*What to work on*.
Below are records; please set down exactly the lines from the first through the one containing "has no profile.".

+ + +

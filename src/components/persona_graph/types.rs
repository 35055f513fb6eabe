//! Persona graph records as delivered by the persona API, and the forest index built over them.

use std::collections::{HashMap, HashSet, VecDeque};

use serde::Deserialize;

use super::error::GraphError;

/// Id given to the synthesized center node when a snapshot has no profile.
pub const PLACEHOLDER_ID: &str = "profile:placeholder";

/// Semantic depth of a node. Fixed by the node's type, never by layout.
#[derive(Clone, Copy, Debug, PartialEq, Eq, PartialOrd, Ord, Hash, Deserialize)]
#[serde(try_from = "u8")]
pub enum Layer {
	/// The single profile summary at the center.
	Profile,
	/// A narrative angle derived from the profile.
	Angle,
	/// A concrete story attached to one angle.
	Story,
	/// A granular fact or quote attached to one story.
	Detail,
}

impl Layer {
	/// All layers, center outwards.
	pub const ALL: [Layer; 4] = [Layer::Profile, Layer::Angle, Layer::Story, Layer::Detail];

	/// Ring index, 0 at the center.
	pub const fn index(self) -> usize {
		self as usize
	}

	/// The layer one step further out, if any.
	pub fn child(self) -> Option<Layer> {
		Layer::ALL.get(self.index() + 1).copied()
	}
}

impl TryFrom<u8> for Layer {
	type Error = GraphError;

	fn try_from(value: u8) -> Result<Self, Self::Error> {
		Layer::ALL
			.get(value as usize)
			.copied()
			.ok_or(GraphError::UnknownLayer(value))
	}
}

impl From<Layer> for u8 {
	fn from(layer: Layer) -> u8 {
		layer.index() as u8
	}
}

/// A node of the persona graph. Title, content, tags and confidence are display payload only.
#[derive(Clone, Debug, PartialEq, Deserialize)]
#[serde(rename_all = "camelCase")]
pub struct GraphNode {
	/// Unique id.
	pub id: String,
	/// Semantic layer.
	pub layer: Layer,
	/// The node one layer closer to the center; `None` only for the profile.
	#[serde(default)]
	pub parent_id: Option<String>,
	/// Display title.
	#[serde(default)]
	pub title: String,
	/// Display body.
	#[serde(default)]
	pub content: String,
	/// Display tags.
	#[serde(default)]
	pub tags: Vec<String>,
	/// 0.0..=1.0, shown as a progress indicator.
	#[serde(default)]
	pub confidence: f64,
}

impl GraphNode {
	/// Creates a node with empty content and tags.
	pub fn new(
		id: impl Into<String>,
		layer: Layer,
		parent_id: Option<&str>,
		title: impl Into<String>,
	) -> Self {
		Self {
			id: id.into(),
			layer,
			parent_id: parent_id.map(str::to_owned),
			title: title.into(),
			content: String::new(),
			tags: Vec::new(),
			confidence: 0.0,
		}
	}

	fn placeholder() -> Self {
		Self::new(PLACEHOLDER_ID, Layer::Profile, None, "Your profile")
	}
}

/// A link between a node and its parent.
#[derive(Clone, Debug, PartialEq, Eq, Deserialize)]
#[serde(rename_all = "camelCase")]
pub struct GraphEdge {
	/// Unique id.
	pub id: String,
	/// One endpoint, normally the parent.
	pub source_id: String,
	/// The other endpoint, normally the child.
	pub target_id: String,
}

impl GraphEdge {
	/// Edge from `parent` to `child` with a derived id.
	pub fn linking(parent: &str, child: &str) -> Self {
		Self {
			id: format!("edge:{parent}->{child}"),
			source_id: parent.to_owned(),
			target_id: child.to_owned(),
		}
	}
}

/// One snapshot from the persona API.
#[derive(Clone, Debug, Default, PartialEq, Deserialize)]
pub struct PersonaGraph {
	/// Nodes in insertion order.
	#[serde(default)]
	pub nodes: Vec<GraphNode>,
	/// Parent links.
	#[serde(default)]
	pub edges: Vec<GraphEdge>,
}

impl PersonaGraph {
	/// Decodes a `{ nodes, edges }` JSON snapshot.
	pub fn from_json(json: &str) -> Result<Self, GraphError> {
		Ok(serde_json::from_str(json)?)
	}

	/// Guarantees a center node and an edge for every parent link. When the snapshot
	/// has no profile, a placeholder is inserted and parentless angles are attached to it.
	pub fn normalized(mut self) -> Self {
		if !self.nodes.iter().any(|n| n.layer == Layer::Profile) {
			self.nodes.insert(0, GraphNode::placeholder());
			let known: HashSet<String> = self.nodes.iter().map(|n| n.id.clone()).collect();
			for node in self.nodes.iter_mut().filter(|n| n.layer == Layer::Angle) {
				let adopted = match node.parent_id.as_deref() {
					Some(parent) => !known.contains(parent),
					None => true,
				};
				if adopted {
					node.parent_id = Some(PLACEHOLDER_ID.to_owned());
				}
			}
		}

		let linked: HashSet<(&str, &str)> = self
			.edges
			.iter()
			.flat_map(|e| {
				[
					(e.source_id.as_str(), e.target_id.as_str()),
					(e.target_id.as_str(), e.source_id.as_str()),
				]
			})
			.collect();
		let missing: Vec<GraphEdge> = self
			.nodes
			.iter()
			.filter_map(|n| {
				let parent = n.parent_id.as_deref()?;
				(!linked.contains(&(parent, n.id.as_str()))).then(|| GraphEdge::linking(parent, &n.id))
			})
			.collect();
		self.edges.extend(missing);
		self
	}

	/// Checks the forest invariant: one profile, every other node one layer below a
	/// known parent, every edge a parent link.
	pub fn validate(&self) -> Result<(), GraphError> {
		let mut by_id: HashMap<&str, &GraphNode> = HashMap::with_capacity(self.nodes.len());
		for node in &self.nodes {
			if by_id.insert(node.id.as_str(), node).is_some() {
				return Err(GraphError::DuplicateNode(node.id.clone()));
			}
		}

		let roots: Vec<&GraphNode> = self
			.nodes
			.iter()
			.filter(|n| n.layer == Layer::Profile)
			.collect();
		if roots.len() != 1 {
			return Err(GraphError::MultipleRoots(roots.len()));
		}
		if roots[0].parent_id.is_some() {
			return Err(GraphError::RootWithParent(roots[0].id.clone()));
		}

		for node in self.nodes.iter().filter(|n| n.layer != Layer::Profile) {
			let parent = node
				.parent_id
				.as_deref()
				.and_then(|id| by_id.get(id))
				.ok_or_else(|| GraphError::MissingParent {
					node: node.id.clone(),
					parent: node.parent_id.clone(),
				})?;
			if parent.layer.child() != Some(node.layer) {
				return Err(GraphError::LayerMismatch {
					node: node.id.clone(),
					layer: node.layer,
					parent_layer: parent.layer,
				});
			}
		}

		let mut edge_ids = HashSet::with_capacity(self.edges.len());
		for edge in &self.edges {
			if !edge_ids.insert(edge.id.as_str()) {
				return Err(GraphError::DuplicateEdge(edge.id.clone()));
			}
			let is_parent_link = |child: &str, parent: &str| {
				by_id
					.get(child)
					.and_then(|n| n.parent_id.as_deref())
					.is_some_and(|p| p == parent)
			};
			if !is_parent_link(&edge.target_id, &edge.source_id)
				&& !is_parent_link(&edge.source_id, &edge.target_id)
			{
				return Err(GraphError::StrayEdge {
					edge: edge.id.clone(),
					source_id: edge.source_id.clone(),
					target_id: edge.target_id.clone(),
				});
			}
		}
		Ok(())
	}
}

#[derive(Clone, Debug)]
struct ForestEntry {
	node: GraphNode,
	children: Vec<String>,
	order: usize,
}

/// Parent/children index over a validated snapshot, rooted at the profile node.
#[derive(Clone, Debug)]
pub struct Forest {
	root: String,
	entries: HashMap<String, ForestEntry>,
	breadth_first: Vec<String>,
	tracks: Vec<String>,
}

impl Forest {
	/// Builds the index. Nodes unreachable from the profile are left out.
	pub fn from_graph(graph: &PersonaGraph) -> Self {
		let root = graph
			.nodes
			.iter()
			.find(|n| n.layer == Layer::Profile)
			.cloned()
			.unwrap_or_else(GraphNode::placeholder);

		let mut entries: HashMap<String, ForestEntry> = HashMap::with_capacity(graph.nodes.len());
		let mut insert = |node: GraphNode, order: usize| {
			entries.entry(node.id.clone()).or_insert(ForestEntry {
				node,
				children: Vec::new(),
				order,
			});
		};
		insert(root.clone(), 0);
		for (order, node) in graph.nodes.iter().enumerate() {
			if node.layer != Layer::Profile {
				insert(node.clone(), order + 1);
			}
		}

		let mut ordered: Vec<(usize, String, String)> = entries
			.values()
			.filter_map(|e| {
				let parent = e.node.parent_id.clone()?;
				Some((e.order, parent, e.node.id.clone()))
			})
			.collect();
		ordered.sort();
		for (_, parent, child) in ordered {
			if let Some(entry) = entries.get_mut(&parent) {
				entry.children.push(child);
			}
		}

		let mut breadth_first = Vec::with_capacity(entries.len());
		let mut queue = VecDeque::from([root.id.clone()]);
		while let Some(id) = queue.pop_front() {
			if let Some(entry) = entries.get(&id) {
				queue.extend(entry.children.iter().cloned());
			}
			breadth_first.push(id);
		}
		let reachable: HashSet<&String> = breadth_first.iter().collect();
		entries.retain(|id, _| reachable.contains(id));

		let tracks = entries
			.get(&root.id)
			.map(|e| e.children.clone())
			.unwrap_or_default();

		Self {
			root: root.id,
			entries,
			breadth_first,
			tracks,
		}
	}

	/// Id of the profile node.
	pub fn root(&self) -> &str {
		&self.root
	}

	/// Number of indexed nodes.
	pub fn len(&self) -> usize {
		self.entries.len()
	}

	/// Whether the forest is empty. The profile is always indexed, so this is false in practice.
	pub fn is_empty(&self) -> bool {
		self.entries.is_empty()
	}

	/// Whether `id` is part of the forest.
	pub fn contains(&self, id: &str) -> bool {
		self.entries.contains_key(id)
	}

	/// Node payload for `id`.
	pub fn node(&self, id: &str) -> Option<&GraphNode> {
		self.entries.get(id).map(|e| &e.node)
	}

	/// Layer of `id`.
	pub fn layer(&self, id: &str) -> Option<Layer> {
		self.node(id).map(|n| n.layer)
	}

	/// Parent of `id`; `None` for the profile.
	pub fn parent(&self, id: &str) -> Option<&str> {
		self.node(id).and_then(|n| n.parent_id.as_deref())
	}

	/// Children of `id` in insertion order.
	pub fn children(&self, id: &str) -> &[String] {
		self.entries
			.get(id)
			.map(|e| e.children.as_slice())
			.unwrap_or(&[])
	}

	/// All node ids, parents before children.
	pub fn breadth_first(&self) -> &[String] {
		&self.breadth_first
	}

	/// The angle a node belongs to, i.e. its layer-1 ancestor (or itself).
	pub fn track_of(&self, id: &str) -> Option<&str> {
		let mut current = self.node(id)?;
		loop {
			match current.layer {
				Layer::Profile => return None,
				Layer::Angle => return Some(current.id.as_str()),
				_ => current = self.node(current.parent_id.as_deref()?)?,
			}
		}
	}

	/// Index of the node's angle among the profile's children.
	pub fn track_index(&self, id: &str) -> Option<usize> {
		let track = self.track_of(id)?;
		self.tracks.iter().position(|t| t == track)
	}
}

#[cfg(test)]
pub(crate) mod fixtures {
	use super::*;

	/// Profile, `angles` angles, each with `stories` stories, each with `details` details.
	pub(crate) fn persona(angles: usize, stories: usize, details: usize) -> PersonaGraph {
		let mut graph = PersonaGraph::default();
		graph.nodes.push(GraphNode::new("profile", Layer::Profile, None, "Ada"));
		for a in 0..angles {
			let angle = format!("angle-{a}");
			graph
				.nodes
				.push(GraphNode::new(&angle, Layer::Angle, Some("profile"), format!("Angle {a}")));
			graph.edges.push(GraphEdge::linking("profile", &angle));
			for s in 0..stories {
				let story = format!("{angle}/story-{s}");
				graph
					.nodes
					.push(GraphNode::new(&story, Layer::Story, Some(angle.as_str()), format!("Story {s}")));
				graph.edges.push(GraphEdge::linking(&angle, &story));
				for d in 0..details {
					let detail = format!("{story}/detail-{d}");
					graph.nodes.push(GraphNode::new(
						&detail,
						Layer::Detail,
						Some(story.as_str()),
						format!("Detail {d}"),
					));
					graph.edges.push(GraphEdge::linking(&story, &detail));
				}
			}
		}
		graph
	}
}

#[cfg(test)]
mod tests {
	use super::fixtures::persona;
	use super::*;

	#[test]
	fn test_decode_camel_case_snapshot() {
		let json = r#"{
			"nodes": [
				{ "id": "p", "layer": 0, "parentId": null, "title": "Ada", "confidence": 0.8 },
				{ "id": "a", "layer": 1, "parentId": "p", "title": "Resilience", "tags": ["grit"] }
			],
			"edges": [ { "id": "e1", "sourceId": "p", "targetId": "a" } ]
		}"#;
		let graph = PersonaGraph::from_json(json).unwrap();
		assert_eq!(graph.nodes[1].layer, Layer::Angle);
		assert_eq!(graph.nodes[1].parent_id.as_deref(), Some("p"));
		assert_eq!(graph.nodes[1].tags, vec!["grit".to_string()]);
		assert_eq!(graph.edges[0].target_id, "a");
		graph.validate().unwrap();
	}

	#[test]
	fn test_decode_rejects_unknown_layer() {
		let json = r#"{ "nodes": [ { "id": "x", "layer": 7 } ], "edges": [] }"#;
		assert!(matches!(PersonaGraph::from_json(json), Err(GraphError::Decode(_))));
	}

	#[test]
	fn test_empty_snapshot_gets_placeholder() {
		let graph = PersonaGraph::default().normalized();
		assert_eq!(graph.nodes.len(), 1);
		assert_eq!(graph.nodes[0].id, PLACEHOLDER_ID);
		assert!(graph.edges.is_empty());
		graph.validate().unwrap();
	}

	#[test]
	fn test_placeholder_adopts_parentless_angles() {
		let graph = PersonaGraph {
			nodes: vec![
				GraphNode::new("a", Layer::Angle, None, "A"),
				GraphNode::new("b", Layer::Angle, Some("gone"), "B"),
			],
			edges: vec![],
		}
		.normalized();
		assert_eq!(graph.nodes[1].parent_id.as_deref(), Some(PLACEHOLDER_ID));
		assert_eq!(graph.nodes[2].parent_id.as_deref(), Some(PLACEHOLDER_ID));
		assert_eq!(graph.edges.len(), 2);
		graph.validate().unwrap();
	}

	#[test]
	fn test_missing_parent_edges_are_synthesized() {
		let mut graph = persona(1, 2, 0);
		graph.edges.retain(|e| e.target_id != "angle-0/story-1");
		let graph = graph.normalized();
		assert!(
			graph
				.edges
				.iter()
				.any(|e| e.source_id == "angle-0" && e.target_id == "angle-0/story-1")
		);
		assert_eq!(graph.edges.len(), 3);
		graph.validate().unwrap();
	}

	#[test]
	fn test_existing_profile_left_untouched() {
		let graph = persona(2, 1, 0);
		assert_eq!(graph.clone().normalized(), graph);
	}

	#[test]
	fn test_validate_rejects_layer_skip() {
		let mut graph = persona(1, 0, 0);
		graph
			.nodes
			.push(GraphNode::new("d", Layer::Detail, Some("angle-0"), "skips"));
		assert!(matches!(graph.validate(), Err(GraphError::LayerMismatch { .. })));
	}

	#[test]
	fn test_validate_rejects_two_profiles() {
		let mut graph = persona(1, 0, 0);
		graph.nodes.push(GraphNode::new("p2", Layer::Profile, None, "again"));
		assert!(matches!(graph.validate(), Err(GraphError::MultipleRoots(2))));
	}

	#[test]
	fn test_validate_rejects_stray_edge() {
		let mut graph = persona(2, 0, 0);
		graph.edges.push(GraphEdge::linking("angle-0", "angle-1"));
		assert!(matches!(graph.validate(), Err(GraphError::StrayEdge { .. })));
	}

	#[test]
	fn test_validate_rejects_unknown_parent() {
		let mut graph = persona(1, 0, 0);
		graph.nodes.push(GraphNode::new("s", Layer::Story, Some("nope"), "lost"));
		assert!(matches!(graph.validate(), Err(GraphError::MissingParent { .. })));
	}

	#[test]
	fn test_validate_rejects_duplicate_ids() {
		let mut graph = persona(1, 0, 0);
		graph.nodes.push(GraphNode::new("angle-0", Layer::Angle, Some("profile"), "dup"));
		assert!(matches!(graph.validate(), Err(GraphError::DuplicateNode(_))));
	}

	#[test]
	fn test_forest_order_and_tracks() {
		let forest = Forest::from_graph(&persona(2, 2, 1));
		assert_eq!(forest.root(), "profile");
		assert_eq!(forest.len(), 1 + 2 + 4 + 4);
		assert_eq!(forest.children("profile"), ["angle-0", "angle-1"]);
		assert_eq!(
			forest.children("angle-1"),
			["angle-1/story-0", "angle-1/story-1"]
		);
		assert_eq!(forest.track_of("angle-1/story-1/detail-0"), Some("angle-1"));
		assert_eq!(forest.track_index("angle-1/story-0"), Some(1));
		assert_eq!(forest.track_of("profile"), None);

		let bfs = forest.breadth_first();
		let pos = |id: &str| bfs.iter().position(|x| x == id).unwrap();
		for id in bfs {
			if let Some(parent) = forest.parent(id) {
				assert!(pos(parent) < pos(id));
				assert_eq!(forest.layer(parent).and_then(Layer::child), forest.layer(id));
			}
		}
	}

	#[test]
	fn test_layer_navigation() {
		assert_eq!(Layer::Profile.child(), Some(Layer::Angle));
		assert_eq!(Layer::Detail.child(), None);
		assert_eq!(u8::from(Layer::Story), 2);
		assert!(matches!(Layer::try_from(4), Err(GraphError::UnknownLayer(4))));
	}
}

+ + +

*Reply*.
filename src/components/persona_graph/types.rs
repository 35055f513fb6eabe
//! Persona graph records as delivered by the persona API, and the forest index built over them.

use std::collections::{HashMap, HashSet, VecDeque};

use serde::Deserialize;

use super::error::GraphError;

/// Id given to the synthesized center node when a snapshot has no profile.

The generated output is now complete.